→ **EXERCISE BRIEF**: Find the lines below that include the word "anyhow" and state how many there are, adding nothing.
ENTRIES SHOWN section start
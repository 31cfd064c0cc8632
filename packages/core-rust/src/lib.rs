//! `Rulebase` Core: collection schema, records, auth context and the rule
//! filter language with its access resolver.

pub mod access;
pub mod auth;
pub mod context;
pub mod error;
pub mod filter;
pub mod record;
pub mod schema;
pub mod traits;
pub mod types;

#[cfg(test)]
mod test_support;

pub use access::{can_perform, AccessDecision, CompiledRules, Rule, RuleOperation};
pub use auth::{Admin, AuthContext, AuthKind, Identity};
pub use context::RequestContext;
pub use error::{EvalError, RuleError, RuleName, SchemaError, SyntaxError};
pub use filter::{parse, Evaluator, Expr};
pub use record::{Record, RecordAction, RecordEvent};
pub use schema::{Collection, CollectionType, FieldDef, FieldType, RuleSet, ValidationResult};
pub use traits::{CollectionProvider, RecordProvider};
pub use types::Value;
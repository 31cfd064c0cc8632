//! JSON frames exchanged over the realtime socket.

use serde::{Deserialize, Serialize};

/// Sent once right after the upgrade.
#[derive(Debug, Clone, PartialEq, Eq, Serialize, Deserialize)]
#[serde(rename_all = "camelCase")]
pub struct ConnectMessage {
    pub client_id: String,
}

/// Client request replacing its topic set.
///
/// `authorization`, when present, re-resolves the connection identity
/// before the new topics take effect.
#[derive(Debug, Clone, PartialEq, Eq, Serialize, Deserialize)]
pub struct SubscriptionsMessage {
    #[serde(default)]
    pub subscriptions: Vec<String>,
    #[serde(default, skip_serializing_if = "Option::is_none")]
    pub authorization: Option<String>,
}

/// Acknowledges a [`SubscriptionsMessage`].
#[derive(Debug, Clone, PartialEq, Eq, Serialize, Deserialize)]
pub struct SubscribedMessage {
    pub subscriptions: Vec<String>,
}

/// Rejected control frame. The connection stays open.
#[derive(Debug, Clone, PartialEq, Eq, Serialize, Deserialize)]
pub struct ErrorMessage {
    pub error: String,
}
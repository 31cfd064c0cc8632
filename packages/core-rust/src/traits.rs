use std::sync::Arc;

use async_trait::async_trait;

use crate::record::Record;
use crate::schema::Collection;

/// Read access to collection definitions (the schema store).
#[async_trait]
pub trait CollectionProvider: Send + Sync {
    /// Retrieve a collection definition by name.
    async fn find_collection(&self, name: &str) -> anyhow::Result<Option<Arc<Collection>>>;
}

/// Read access to persisted records (the record store).
///
/// Used by the evaluator to dereference relation fields and `@collection.*`
/// identifiers. Implementations must not fail for unknown ids; missing
/// records are simply absent from the result.
#[async_trait]
pub trait RecordProvider: Send + Sync {
    /// Load a single record by collection and id.
    async fn find_record(&self, collection: &str, id: &str) -> anyhow::Result<Option<Record>>;

    /// Load every existing record among `ids`, in the order of `ids`.
    async fn find_records(&self, collection: &str, ids: &[String]) -> anyhow::Result<Vec<Record>>;

    /// Load all records of a collection.
    async fn find_all(&self, collection: &str) -> anyhow::Result<Vec<Record>>;
}
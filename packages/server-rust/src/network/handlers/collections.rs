//! Admin-only schema endpoints under `/api/collections`.

use std::sync::Arc;

use axum::extract::rejection::JsonRejection;
use axum::extract::{Path, State};
use axum::http::StatusCode;
use axum::{Extension, Json};
use rulebase_core::{AuthContext, Collection};

use super::AppState;
use crate::error::ApiError;

pub async fn list_collections_handler(
    State(state): State<AppState>,
    Extension(auth): Extension<Arc<AuthContext>>,
) -> Result<Json<Vec<Collection>>, ApiError> {
    let collections = state.app.collection_service.list(&auth)?;
    Ok(Json(collections.iter().map(|c| Collection::clone(c)).collect()))
}

pub async fn view_collection_handler(
    State(state): State<AppState>,
    Path(name): Path<String>,
    Extension(auth): Extension<Arc<AuthContext>>,
) -> Result<Json<Collection>, ApiError> {
    let collection = state.app.collection_service.view(&auth, &name)?;
    Ok(Json(Collection::clone(&collection)))
}

/// Creates or replaces a definition. Malformed rules are rejected with the
/// offending rule and position in `data`.
pub async fn save_collection_handler(
    State(state): State<AppState>,
    Extension(auth): Extension<Arc<AuthContext>>,
    body: Result<Json<Collection>, JsonRejection>,
) -> Result<Json<Collection>, ApiError> {
    let Json(collection) = body.map_err(|e| ApiError::bad_request(e.body_text()))?;
    let saved = state.app.collection_service.save(&auth, collection)?;
    Ok(Json(Collection::clone(&saved)))
}

pub async fn delete_collection_handler(
    State(state): State<AppState>,
    Path(name): Path<String>,
    Extension(auth): Extension<Arc<AuthContext>>,
) -> Result<StatusCode, ApiError> {
    state.app.collection_service.delete(&auth, &name)?;
    Ok(StatusCode::NO_CONTENT)
}
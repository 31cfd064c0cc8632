//! Resolved caller identity for one request or one live connection.

use std::collections::BTreeMap;

use serde::{Deserialize, Serialize};

use crate::record::Record;
use crate::types::Value;

/// Coarse identity class used by the rule resolver.
#[derive(Debug, Clone, Copy, PartialEq, Eq, Hash)]
pub enum AuthKind {
    Guest,
    User,
    Admin,
}

/// An administrative identity. Admins bypass every collection rule.
#[derive(Debug, Clone, PartialEq, Eq, Serialize, Deserialize)]
pub struct Admin {
    pub id: String,
    pub email: String,
}

/// Who the caller is.
#[derive(Debug, Clone, PartialEq)]
pub enum Identity {
    Guest,
    /// Authenticated through a record of an `auth` collection.
    User(Record),
    Admin(Admin),
}

/// Request- or connection-scoped identity plus the claims of its credential.
///
/// Immutable after construction; shared as `Arc<AuthContext>`.
#[derive(Debug, Clone, PartialEq)]
pub struct AuthContext {
    identity: Identity,
    claims: BTreeMap<String, Value>,
}

impl AuthContext {
    #[must_use]
    pub fn guest() -> Self {
        Self {
            identity: Identity::Guest,
            claims: BTreeMap::new(),
        }
    }

    #[must_use]
    pub fn user(record: Record, claims: BTreeMap<String, Value>) -> Self {
        Self {
            identity: Identity::User(record),
            claims,
        }
    }

    #[must_use]
    pub fn admin(admin: Admin) -> Self {
        Self {
            identity: Identity::Admin(admin),
            claims: BTreeMap::new(),
        }
    }

    /// Replaces the credential claims.
    #[must_use]
    pub fn with_claims(mut self, claims: BTreeMap<String, Value>) -> Self {
        self.claims = claims;
        self
    }

    #[must_use]
    pub fn kind(&self) -> AuthKind {
        match self.identity {
            Identity::Guest => AuthKind::Guest,
            Identity::User(_) => AuthKind::User,
            Identity::Admin(_) => AuthKind::Admin,
        }
    }

    #[must_use]
    pub fn identity(&self) -> &Identity {
        &self.identity
    }

    #[must_use]
    pub fn is_admin(&self) -> bool {
        self.kind() == AuthKind::Admin
    }

    #[must_use]
    pub fn is_guest(&self) -> bool {
        self.kind() == AuthKind::Guest
    }

    /// The authenticating record for `user` identities.
    #[must_use]
    pub fn record(&self) -> Option<&Record> {
        match &self.identity {
            Identity::User(record) => Some(record),
            _ => None,
        }
    }

    /// Id of the admin or auth record; `None` for guests.
    #[must_use]
    pub fn id(&self) -> Option<&str> {
        match &self.identity {
            Identity::Guest => None,
            Identity::User(record) => Some(&record.id),
            Identity::Admin(admin) => Some(&admin.id),
        }
    }

    /// Collection of the authenticating record.
    #[must_use]
    pub fn collection_name(&self) -> Option<&str> {
        self.record().map(|r| r.collection_name.as_str())
    }

    #[must_use]
    pub fn claims(&self) -> &BTreeMap<String, Value> {
        &self.claims
    }

    #[must_use]
    pub fn claim(&self, name: &str) -> Option<&Value> {
        self.claims.get(name)
    }
}

impl Default for AuthContext {
    fn default() -> Self {
        Self::guest()
    }
}
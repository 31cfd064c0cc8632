//! Per-request auth context loading.

use std::sync::Arc;

use axum::extract::{Request, State};
use axum::http::header::AUTHORIZATION;
use axum::middleware::Next;
use axum::response::Response;

use super::AuthPropagator;

/// Resolves the `Authorization` header and stores the resulting
/// `Arc<AuthContext>` in the request extensions.
///
/// Runs for every request. Guests pass through; handlers that need an
/// identity reject them themselves.
pub async fn load_auth_context(
    State(propagator): State<Arc<AuthPropagator>>,
    mut request: Request,
    next: Next,
) -> Response {
    let header = request
        .headers()
        .get(AUTHORIZATION)
        .and_then(|value| value.to_str().ok())
        .map(str::to_owned);

    let auth = propagator.resolve(header.as_deref()).await;
    request.extensions_mut().insert(Arc::new(auth));
    next.run(request).await
}
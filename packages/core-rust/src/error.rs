//! Error types shared by the filter language, schema validation and evaluation.

use std::fmt;

/// A rule string failed to tokenize or parse.
///
/// `position` is a byte offset into the rule string. Errors at end of input
/// report the input length.
#[derive(Debug, Clone, PartialEq, Eq, thiserror::Error)]
#[error("syntax error at position {position}: {reason}")]
pub struct SyntaxError {
    pub position: usize,
    pub reason: String,
}

impl SyntaxError {
    #[must_use]
    pub fn new(position: usize, reason: impl Into<String>) -> Self {
        Self {
            position,
            reason: reason.into(),
        }
    }
}

/// Which of the five collection rules an error refers to.
#[derive(Debug, Clone, Copy, PartialEq, Eq, Hash)]
pub enum RuleName {
    List,
    View,
    Create,
    Update,
    Delete,
}

impl RuleName {
    /// Wire/JSON name of the rule (`listRule`, `viewRule`, ...).
    #[must_use]
    pub fn as_str(self) -> &'static str {
        match self {
            Self::List => "listRule",
            Self::View => "viewRule",
            Self::Create => "createRule",
            Self::Update => "updateRule",
            Self::Delete => "deleteRule",
        }
    }
}

impl fmt::Display for RuleName {
    fn fmt(&self, f: &mut fmt::Formatter<'_>) -> fmt::Result {
        f.write_str(self.as_str())
    }
}

/// A collection rule that does not parse.
#[derive(Debug, Clone, PartialEq, Eq, thiserror::Error)]
#[error("invalid {rule}: {source}")]
pub struct RuleError {
    pub rule: RuleName,
    #[source]
    pub source: SyntaxError,
}

/// Reasons a collection definition is rejected at save time.
#[derive(Debug, Clone, PartialEq, Eq, thiserror::Error)]
pub enum SchemaError {
    #[error("invalid collection name {0:?}")]
    InvalidName(String),
    #[error("invalid field name {0:?}")]
    InvalidFieldName(String),
    #[error("duplicate field {0:?}")]
    DuplicateField(String),
    #[error("field {0:?} is reserved for system use")]
    ReservedField(String),
    #[error("relation field {field:?} targets unknown collection {target:?}")]
    UnknownRelationTarget { field: String, target: String },
    #[error(transparent)]
    Rule(#[from] RuleError),
}

/// Failures while evaluating a rule.
///
/// Semantically absent data never produces an error (it folds to `false`);
/// only collaborator failures surface here.
#[derive(Debug, thiserror::Error)]
pub enum EvalError {
    #[error("record lookup failed: {0}")]
    Lookup(#[from] anyhow::Error),
}
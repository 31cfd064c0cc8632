//! Asynchronous evaluation of filter expressions against a record.
//!
//! Evaluation is fail-closed: an identifier that cannot be resolved (unknown
//! field, non-relation in the middle of a path, missing collection) makes its
//! comparison `false` instead of aborting. Only collaborator failures from the
//! schema or record providers surface as [`EvalError`].

use std::collections::BTreeMap;
use std::future::Future;
use std::pin::Pin;
use std::sync::Arc;

use tracing::trace;

use super::ast::{Expr, LogicalOp, Operand, Operator};
use super::value::{compare, Scalar};
use crate::auth::Identity;
use crate::context::RequestContext;
use crate::error::EvalError;
use crate::record::{relation_ids, Record};
use crate::schema::{Collection, FieldType};
use crate::traits::{CollectionProvider, RecordProvider};
use crate::types::Value;

type BoxFuture<'b, T> = Pin<Box<dyn Future<Output = T> + Send + 'b>>;

/// Values an operand resolved to.
#[derive(Debug)]
enum Resolved {
    /// The path does not exist in the schema; the comparison is `false`.
    Gap,
    Values {
        items: Vec<Scalar>,
        /// Cross-collection lookups always use any-of matching.
        existence: bool,
    },
}

impl Resolved {
    fn values(items: Vec<Scalar>) -> Self {
        Self::Values {
            items,
            existence: false,
        }
    }

    fn null() -> Self {
        Self::values(vec![Scalar::Null])
    }
}

/// Evaluates expressions for one request.
///
/// Cheap to construct; borrows its collaborators for the request's lifetime.
pub struct Evaluator<'a> {
    collections: &'a dyn CollectionProvider,
    records: &'a dyn RecordProvider,
    request: &'a RequestContext,
}

impl<'a> Evaluator<'a> {
    #[must_use]
    pub fn new(
        collections: &'a dyn CollectionProvider,
        records: &'a dyn RecordProvider,
        request: &'a RequestContext,
    ) -> Self {
        Self {
            collections,
            records,
            request,
        }
    }

    #[must_use]
    pub fn request(&self) -> &RequestContext {
        self.request
    }

    /// Evaluates `expr` for `record` of `collection`.
    ///
    /// `record` may be `None` when no record is in scope; bare field
    /// identifiers then resolve to nothing.
    ///
    /// # Errors
    ///
    /// Returns [`EvalError::Lookup`] when a provider fails.
    pub async fn evaluate(
        &self,
        expr: &Expr,
        collection: &Arc<Collection>,
        record: Option<&Record>,
    ) -> Result<bool, EvalError> {
        self.eval(expr, collection, record).await
    }

    fn eval<'b>(
        &'b self,
        expr: &'b Expr,
        collection: &'b Arc<Collection>,
        record: Option<&'b Record>,
    ) -> BoxFuture<'b, Result<bool, EvalError>> {
        Box::pin(async move {
            match expr {
                Expr::AlwaysTrue => Ok(true),
                Expr::Group(inner) => self.eval(inner, collection, record).await,
                Expr::Logical {
                    op: LogicalOp::And,
                    children,
                } => {
                    for child in children {
                        if !self.eval(child, collection, record).await? {
                            return Ok(false);
                        }
                    }
                    Ok(true)
                }
                Expr::Logical {
                    op: LogicalOp::Or,
                    children,
                } => {
                    for child in children {
                        if self.eval(child, collection, record).await? {
                            return Ok(true);
                        }
                    }
                    Ok(false)
                }
                Expr::Comparison {
                    left,
                    operator,
                    right,
                } => {
                    self.comparison(left, *operator, right, collection, record)
                        .await
                }
            }
        })
    }

    async fn comparison(
        &self,
        left: &Operand,
        operator: Operator,
        right: &Operand,
        collection: &Arc<Collection>,
        record: Option<&Record>,
    ) -> Result<bool, EvalError> {
        let left = self.operand(left, collection, record).await?;
        let right = self.operand(right, collection, record).await?;

        let (
            Resolved::Values {
                items: lhs,
                existence: left_exists,
            },
            Resolved::Values {
                items: rhs,
                existence: right_exists,
            },
        ) = (left, right)
        else {
            return Ok(false);
        };
        if lhs.is_empty() || rhs.is_empty() {
            return Ok(false);
        }

        let mut pairs = lhs
            .iter()
            .flat_map(|l| rhs.iter().map(move |r| (l, r)));
        let matched = if operator.any || left_exists || right_exists {
            pairs.any(|(l, r)| compare(l, operator.op, r))
        } else {
            pairs.all(|(l, r)| compare(l, operator.op, r))
        };
        Ok(matched)
    }

    async fn operand(
        &self,
        operand: &Operand,
        collection: &Arc<Collection>,
        record: Option<&Record>,
    ) -> Result<Resolved, EvalError> {
        let ident = match operand {
            Operand::Literal(value) => return Ok(Resolved::values(Scalar::from_value(value))),
            Operand::Identifier(ident) => ident,
        };

        let resolved = match ident.segments.split_first() {
            Some((head, rest)) if head == "@request" => {
                self.request_path(rest, collection).await?
            }
            Some((head, rest)) if head == "@collection" => self.collection_path(rest).await?,
            Some((head, _)) if head.starts_with('@') => Resolved::Gap,
            Some(_) => match record {
                Some(record) => {
                    self.record_path(Arc::clone(collection), vec![record.clone()], &ident.segments)
                        .await?
                }
                None => Resolved::Gap,
            },
            None => Resolved::Gap,
        };

        if matches!(resolved, Resolved::Gap) {
            trace!(identifier = %ident, collection = %collection.name, "unresolvable identifier");
        }
        Ok(resolved)
    }

    /// Walks `segments` starting from `records` of `schema`.
    ///
    /// Non-terminal segments must be relation fields (followed through the
    /// record provider) or json fields (indexed with the remaining segments).
    async fn record_path(
        &self,
        mut schema: Arc<Collection>,
        mut records: Vec<Record>,
        segments: &[String],
    ) -> Result<Resolved, EvalError> {
        for (i, segment) in segments.iter().enumerate() {
            let Some(field_type) = schema.field_type(segment) else {
                return Ok(Resolved::Gap);
            };

            if i + 1 == segments.len() {
                let items = records
                    .iter()
                    .flat_map(|r| Scalar::from_field(&field_type, &r.field(segment).unwrap_or_default()))
                    .collect();
                return Ok(Resolved::values(items));
            }

            match field_type {
                FieldType::Relation { collection, .. } => {
                    let Some(target) = self.collections.find_collection(&collection).await? else {
                        return Ok(Resolved::Gap);
                    };
                    let ids: Vec<String> = records
                        .iter()
                        .flat_map(|r| r.relation_ids(segment))
                        .collect();
                    if ids.is_empty() {
                        return Ok(Resolved::values(Vec::new()));
                    }
                    records = self.records.find_records(&target.name, &ids).await?;
                    if records.is_empty() {
                        return Ok(Resolved::values(Vec::new()));
                    }
                    schema = target;
                }
                FieldType::Json => {
                    let rest = &segments[i + 1..];
                    let items = records
                        .iter()
                        .flat_map(|r| {
                            let value = r.field(segment).unwrap_or_default();
                            Scalar::from_value(&json_path(&value, rest))
                        })
                        .collect();
                    return Ok(Resolved::values(items));
                }
                _ => return Ok(Resolved::Gap),
            }
        }
        Ok(Resolved::Gap)
    }

    async fn request_path(
        &self,
        segments: &[String],
        collection: &Arc<Collection>,
    ) -> Result<Resolved, EvalError> {
        let request = self.request;
        let Some((section, rest)) = segments.split_first() else {
            return Ok(Resolved::Gap);
        };

        match section.as_str() {
            "method" if rest.is_empty() => {
                Ok(Resolved::values(vec![Scalar::Text(request.method.clone())]))
            }
            "query" => Ok(map_path(&request.query, rest)),
            "headers" => Ok(map_path(&request.headers, rest)),
            "data" => self.data_path(rest, collection).await,
            "auth" => self.auth_path(rest).await,
            _ => Ok(Resolved::Gap),
        }
    }

    /// `@request.data.<field>[...]`; values of declared fields take the
    /// field's type and relation fields can be traversed.
    async fn data_path(
        &self,
        segments: &[String],
        collection: &Arc<Collection>,
    ) -> Result<Resolved, EvalError> {
        let Some((key, rest)) = segments.split_first() else {
            return Ok(Resolved::Gap);
        };
        let value = self.request.data.get(key).cloned().unwrap_or_default();

        match collection.field_type(key) {
            Some(field_type) if rest.is_empty() => {
                Ok(Resolved::values(Scalar::from_field(&field_type, &value)))
            }
            Some(FieldType::Relation {
                collection: target, ..
            }) => {
                let Some(target) = self.collections.find_collection(&target).await? else {
                    return Ok(Resolved::Gap);
                };
                let ids = relation_ids(&value);
                if ids.is_empty() {
                    return Ok(Resolved::values(Vec::new()));
                }
                let records = self.records.find_records(&target.name, &ids).await?;
                if records.is_empty() {
                    return Ok(Resolved::values(Vec::new()));
                }
                self.record_path(target, records, rest).await
            }
            _ => Ok(Resolved::values(Scalar::from_value(&json_path(&value, rest)))),
        }
    }

    /// `@request.auth.<path>`; guests resolve everything to `null`.
    async fn auth_path(&self, segments: &[String]) -> Result<Resolved, EvalError> {
        let auth = &self.request.auth;
        let Some(first) = segments.first() else {
            return Ok(Resolved::Gap);
        };

        match auth.identity() {
            Identity::Guest => Ok(Resolved::null()),
            Identity::Admin(admin) => {
                if first == "id" && segments.len() == 1 {
                    return Ok(Resolved::values(vec![Scalar::Text(admin.id.clone())]));
                }
                Ok(map_path(auth.claims(), segments))
            }
            Identity::User(record) => {
                if let [field] = segments {
                    if field == "id" || field == "collectionName" {
                        let value = record.field(field).unwrap_or_default();
                        return Ok(Resolved::values(Scalar::from_value(&value)));
                    }
                }
                if let Some(schema) = self
                    .collections
                    .find_collection(&record.collection_name)
                    .await?
                {
                    if schema.field_type(first).is_some() {
                        return self.record_path(schema, vec![record.clone()], segments).await;
                    }
                }
                Ok(map_path(auth.claims(), segments))
            }
        }
    }

    /// `@collection.<name>.<path>` over every record of `<name>`.
    async fn collection_path(&self, segments: &[String]) -> Result<Resolved, EvalError> {
        let [name, path @ ..] = segments else {
            return Ok(Resolved::Gap);
        };
        if path.is_empty() {
            return Ok(Resolved::Gap);
        }
        let Some(schema) = self.collections.find_collection(name).await? else {
            return Ok(Resolved::Gap);
        };
        let records = self.records.find_all(&schema.name).await?;
        if records.is_empty() {
            return Ok(Resolved::Values {
                items: Vec::new(),
                existence: true,
            });
        }

        Ok(match self.record_path(schema, records, path).await? {
            Resolved::Values { items, .. } => Resolved::Values {
                items,
                existence: true,
            },
            Resolved::Gap => Resolved::Gap,
        })
    }
}

/// Reads `segments` out of a parameter map; absent keys are `null`.
fn map_path(map: &BTreeMap<String, Value>, segments: &[String]) -> Resolved {
    let Some((key, rest)) = segments.split_first() else {
        return Resolved::Gap;
    };
    let value = map.get(key).cloned().unwrap_or_default();
    Resolved::values(Scalar::from_value(&json_path(&value, rest)))
}

/// Indexes into nested JSON; a missing key or index yields `null`.
fn json_path(value: &Value, segments: &[String]) -> Value {
    let mut current = value;
    for segment in segments {
        let next = match current {
            Value::Map(map) => map.get(segment),
            Value::Array(items) => segment.parse::<usize>().ok().and_then(|i| items.get(i)),
            _ => None,
        };
        match next {
            Some(v) => current = v,
            None => return Value::Null,
        }
    }
    current.clone()
}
ENTRIES SHOWN section end
→ **OUTPUT FOR THIS EXERCISE**: 5